• WHAT IS BEING ASKED:
Filter the lines below, copying only those with the string "self".

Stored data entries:
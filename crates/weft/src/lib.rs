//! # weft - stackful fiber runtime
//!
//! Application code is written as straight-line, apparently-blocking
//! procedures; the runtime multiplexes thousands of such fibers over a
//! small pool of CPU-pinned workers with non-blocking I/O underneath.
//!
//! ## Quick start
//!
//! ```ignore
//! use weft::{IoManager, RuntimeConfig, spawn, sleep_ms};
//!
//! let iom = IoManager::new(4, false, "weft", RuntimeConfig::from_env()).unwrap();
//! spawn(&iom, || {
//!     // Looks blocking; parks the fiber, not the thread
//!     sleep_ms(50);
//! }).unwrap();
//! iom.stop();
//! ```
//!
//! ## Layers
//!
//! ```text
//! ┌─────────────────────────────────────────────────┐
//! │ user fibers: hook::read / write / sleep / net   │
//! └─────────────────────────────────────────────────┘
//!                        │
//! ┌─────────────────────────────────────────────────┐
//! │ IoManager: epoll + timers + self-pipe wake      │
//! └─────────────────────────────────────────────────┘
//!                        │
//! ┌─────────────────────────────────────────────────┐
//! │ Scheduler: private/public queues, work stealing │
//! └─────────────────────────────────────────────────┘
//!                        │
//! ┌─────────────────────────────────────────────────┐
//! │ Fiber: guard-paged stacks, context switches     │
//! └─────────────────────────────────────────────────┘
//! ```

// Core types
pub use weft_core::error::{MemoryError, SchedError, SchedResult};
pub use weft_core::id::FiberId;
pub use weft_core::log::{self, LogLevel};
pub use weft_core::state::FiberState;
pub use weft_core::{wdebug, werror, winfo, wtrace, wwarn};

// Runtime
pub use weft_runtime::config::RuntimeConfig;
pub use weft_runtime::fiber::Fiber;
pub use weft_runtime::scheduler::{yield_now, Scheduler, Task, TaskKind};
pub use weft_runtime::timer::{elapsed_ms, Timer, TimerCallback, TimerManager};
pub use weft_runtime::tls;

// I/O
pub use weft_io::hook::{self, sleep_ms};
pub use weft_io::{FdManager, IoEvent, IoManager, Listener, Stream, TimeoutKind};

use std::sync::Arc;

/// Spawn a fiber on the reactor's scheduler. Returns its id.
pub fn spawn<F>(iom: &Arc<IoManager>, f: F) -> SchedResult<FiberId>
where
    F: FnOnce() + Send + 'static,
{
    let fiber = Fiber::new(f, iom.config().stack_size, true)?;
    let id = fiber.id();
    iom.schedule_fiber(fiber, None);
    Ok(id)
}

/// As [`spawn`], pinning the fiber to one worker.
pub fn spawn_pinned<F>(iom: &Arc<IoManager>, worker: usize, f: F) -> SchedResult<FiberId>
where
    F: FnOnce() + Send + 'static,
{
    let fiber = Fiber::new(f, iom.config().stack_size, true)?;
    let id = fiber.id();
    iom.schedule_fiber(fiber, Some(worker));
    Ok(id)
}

• REPLY TO THE EXERCISE:
//! │ IoManager: epoll + timers + self-pipe wake      │
pub use weft_core::log::{self, LogLevel};
pub use weft_io::hook::{self, sleep_ms};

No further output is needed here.